*EXERCISE DIRECTIONS*:
Word for word, retype the records below.

** Opening AVAILABLE RECORDS block **

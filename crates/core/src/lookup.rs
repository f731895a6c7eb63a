use common::types::LookupElement;

/// Total number of multipliers in the table.
pub const NUM_ENTRIES: usize = 52;

/// Exponents of the power-of-two multipliers placed at the head of the table,
/// coarsest first.
pub const SEED_EXPONENTS: [i32; 4] = [8, 4, 2, 1];

/// Ordered table of reduction multipliers.
///
/// Layout:
/// - entries `0..4`: `2^8, 2^4, 2^2, 2^1`
/// - entries `4..52`: `1 + 2^-(i-3)`, i.e. `1.5, 1.25, 1.125, ...` approaching 1 from above
///
/// The order is part of the contract: factor search takes the first entry that
/// passes its threshold test, so coarse multipliers must come before fine ones.
/// The table is immutable once built.
#[derive(Debug, Clone, PartialEq)]
pub struct LookupTable {
    entries: Vec<LookupElement>,
}

impl LookupTable {
    /// Builds the standard 52-entry table.
    pub fn build() -> Self {
        let mut entries = Vec::with_capacity(NUM_ENTRIES);

        for &exp in &SEED_EXPONENTS {
            entries.push(LookupElement::new(2f64.powi(exp)));
        }

        for i in SEED_EXPONENTS.len()..NUM_ENTRIES {
            let k = 2f64.powi(-(i as i32 - 3)) + 1.0;
            entries.push(LookupElement::new(k));
        }

        Self { entries }
    }

    pub fn len(&self) -> usize {
        self.entries.len()
    }

    pub fn is_empty(&self) -> bool {
        self.entries.is_empty()
    }

    pub fn get(&self, index: usize) -> Option<&LookupElement> {
        self.entries.get(index)
    }

    pub fn iter(&self) -> std::slice::Iter<'_, LookupElement> {
        self.entries.iter()
    }

    pub fn as_slice(&self) -> &[LookupElement] {
        &self.entries
    }

    /// The first (largest) multiplier. Inputs at or above it are not reduced
    /// by the division search.
    pub fn largest(&self) -> f64 {
        self.entries.first().map_or(1.0, |e| e.k)
    }
}

impl Default for LookupTable {
    fn default() -> Self {
        Self::build()
    }
}

impl<'a> IntoIterator for &'a LookupTable {
    type Item = &'a LookupElement;
    type IntoIter = std::slice::Iter<'a, LookupElement>;

    fn into_iter(self) -> Self::IntoIter {
        self.iter()
    }
}

#[cfg(test)]
mod lookup_tests {
    use super::*;

    #[test]
    fn table_has_expected_size() {
        let table = LookupTable::build();
        assert_eq!(table.len(), NUM_ENTRIES);
        assert!(!table.is_empty());
    }

    #[test]
    fn seed_entries_are_powers_of_two_in_order() {
        let table = LookupTable::build();
        let expected = [256.0, 16.0, 4.0, 2.0];

        for (i, &k) in expected.iter().enumerate() {
            let entry = table.get(i).unwrap();
            assert_eq!(entry.k, k);
            assert_eq!(entry.ln_k, f64::ln(k));
        }
        assert_eq!(table.largest(), 256.0);
    }

    #[test]
    fn fine_entries_approach_one_from_above() {
        let table = LookupTable::build();

        assert_eq!(table.get(4).unwrap().k, 1.5);
        assert_eq!(table.get(5).unwrap().k, 1.25);
        assert_eq!(table.get(6).unwrap().k, 1.125);
        assert_eq!(table.get(51).unwrap().k, 1.0 + 2f64.powi(-48));

        let fine = &table.as_slice()[4..];
        for pair in fine.windows(2) {
            assert!(pair[0].k > pair[1].k);
            assert!(pair[1].k > 1.0);
        }
    }

    #[test]
    fn every_entry_stores_its_logarithm() {
        for entry in &LookupTable::build() {
            assert!(entry.k > 0.0);
            assert_eq!(entry.ln_k, entry.k.ln());
        }
    }

    #[test]
    fn build_is_deterministic() {
        assert_eq!(LookupTable::build(), LookupTable::default());
    }
}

** Closing AVAILABLE RECORDS block **

*EXERCISE ANSWER*:
filename crates/core/src/lookup.rs
repository f731895a6c7eb63a
use common::types::LookupElement;

/// Total number of multipliers in the table.
pub const NUM_ENTRIES: usize = 52;

/// Exponents of the power-of-two multipliers placed at the head of the table,
/// coarsest first.
pub const SEED_EXPONENTS: [i32; 4] = [8, 4, 2, 1];

/// Ordered table of reduction multipliers.
///
/// Layout:
/// - entries `0..4`: `2^8, 2^4, 2^2, 2^1`
/// - entries `4..52`: `1 + 2^-(i-3)`, i.e. `1.5, 1.25, 1.125, ...` approaching 1 from above
///
/// The order is part of the contract: factor search takes the first entry that
/// passes its threshold test, so coarse multipliers must come before fine ones.
/// The table is immutable once built.
#[derive(Debug, Clone, PartialEq)]
pub struct LookupTable {
    entries: Vec<LookupElement>,
}

impl LookupTable {
    /// Builds the standard 52-entry table.
    pub fn build() -> Self {
        let mut entries = Vec::with_capacity(NUM_ENTRIES);

        for &exp in &SEED_EXPONENTS {
            entries.push(LookupElement::new(2f64.powi(exp)));
        }

        for i in SEED_EXPONENTS.len()..NUM_ENTRIES {
            let k = 2f64.powi(-(i as i32 - 3)) + 1.0;
            entries.push(LookupElement::new(k));
        }

        Self { entries }
    }

    pub fn len(&self) -> usize {
        self.entries.len()
    }

    pub fn is_empty(&self) -> bool {
        self.entries.is_empty()
    }

    pub fn get(&self, index: usize) -> Option<&LookupElement> {
        self.entries.get(index)
    }

    pub fn iter(&self) -> std::slice::Iter<'_, LookupElement> {
        self.entries.iter()
    }

    pub fn as_slice(&self) -> &[LookupElement] {
        &self.entries
    }

    /// The first (largest) multiplier. Inputs at or above it are not reduced
    /// by the division search.
    pub fn largest(&self) -> f64 {
        self.entries.first().map_or(1.0, |e| e.k)
    }
}

impl Default for LookupTable {
    fn default() -> Self {
        Self::build()
    }
}

impl<'a> IntoIterator for &'a LookupTable {
    type Item = &'a LookupElement;
    type IntoIter = std::slice::Iter<'a, LookupElement>;

    fn into_iter(self) -> Self::IntoIter {
        self.iter()
    }
}

#[cfg(test)]
mod lookup_tests {
    use super::*;

    #[test]
    fn table_has_expected_size() {
        let table = LookupTable::build();
        assert_eq!(table.len(), NUM_ENTRIES);
        assert!(!table.is_empty());
    }

    #[test]
    fn seed_entries_are_powers_of_two_in_order() {
        let table = LookupTable::build();
        let expected = [256.0, 16.0, 4.0, 2.0];

        for (i, &k) in expected.iter().enumerate() {
            let entry = table.get(i).unwrap();
            assert_eq!(entry.k, k);
            assert_eq!(entry.ln_k, f64::ln(k));
        }
        assert_eq!(table.largest(), 256.0);
    }

    #[test]
    fn fine_entries_approach_one_from_above() {
        let table = LookupTable::build();

        assert_eq!(table.get(4).unwrap().k, 1.5);
        assert_eq!(table.get(5).unwrap().k, 1.25);
        assert_eq!(table.get(6).unwrap().k, 1.125);
        assert_eq!(table.get(51).unwrap().k, 1.0 + 2f64.powi(-48));

        let fine = &table.as_slice()[4..];
        for pair in fine.windows(2) {
            assert!(pair[0].k > pair[1].k);
            assert!(pair[1].k > 1.0);
        }
    }

    #[test]
    fn every_entry_stores_its_logarithm() {
        for entry in &LookupTable::build() {
            assert!(entry.k > 0.0);
            assert_eq!(entry.ln_k, entry.k.ln());
        }
    }

    #[test]
    fn build_is_deterministic() {
        assert_eq!(LookupTable::build(), LookupTable::default());
    }
}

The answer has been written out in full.